The BullDog XL has a 5:1 gear box and pushes filament hard. It takes a full-on hot-end jam for the thing to start skipping steps, which is as it should be.

Print quality and speed are inversely related. I usually print at 30-50 mm/sec and prints finish when they finish with consistently excellent quality. I'm not running a factory with a tight production schedule. I don't swap glass plates so I can start the next print without waiting for the machine to cool off, either. I grew out of that sort of impatience when I turned 9.

I recently saw something interesting: "if you don't have time to do it right, when will you have time to redo it?"

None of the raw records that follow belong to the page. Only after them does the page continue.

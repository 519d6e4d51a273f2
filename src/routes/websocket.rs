use axum::{
    Router,
    extract::{Query, State, WebSocketUpgrade},
    response::IntoResponse,
    routing::get,
};
use validator::Validate;

use crate::{
    dto::ws::ConnectParams, error::AppError, services::websocket_service, state::SharedState,
};

#[utoipa::path(
    get,
    path = "/ws",
    params(
        ("username" = String, Query, description = "Participant id joining the room"),
        ("roomId" = String, Query, description = "Room the connection belongs to"),
    ),
    responses(
        (status = 101, description = "Switching protocols to WebSocket"),
        (status = 400, description = "Missing or malformed identity"),
    )
)]
/// Upgrade the HTTP connection into a room WebSocket session.
///
/// Identity is validated before the upgrade so a refused connection fails
/// with a regular HTTP error instead of an immediate socket close.
pub async fn ws_handler(
    State(state): State<SharedState>,
    Query(params): Query<ConnectParams>,
    ws: WebSocketUpgrade,
) -> Result<impl IntoResponse, AppError> {
    params.validate()?;

    let ConnectParams { username, room_id } = params;
    let shared_state = state.clone();
    Ok(ws.on_upgrade(move |socket| {
        websocket_service::handle_socket(shared_state, socket, room_id, username)
    }))
}

/// Configure the WebSocket endpoint.
pub fn router() -> Router<SharedState> {
    Router::<SharedState>::new().route("/ws", get(ws_handler))
}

Ultra MegaMax Dominator 3D printer: [drmrehorst.blogspot.com]
Re: Dual drive gear extruder - interest and experience
April 25, 2016 03:24PM
That may be true in some cases, but consider that the newest generations of printers claim to reach speeds of 100, 200, or even 300 mm/s. I agree that print quality generally goes down as the speed is increased, but that precisely indicates that the extruder isn't functioning as desired. That's another reason to consider upgrading the extruder in some way.
Re: Dual drive gear extruder - interest and experience
April 25, 2016 03:32PM
Quote
tomMulholland
That may be true in some cases, but consider that the newest generations of printers claim to reach speeds of 100, 200, or even 300 mm/s. I agree that print quality generally goes down as the speed is increased, but that precisely indicates that the extruder isn't functioning as desired. That's another reason to consider upgrading the extruder in some way.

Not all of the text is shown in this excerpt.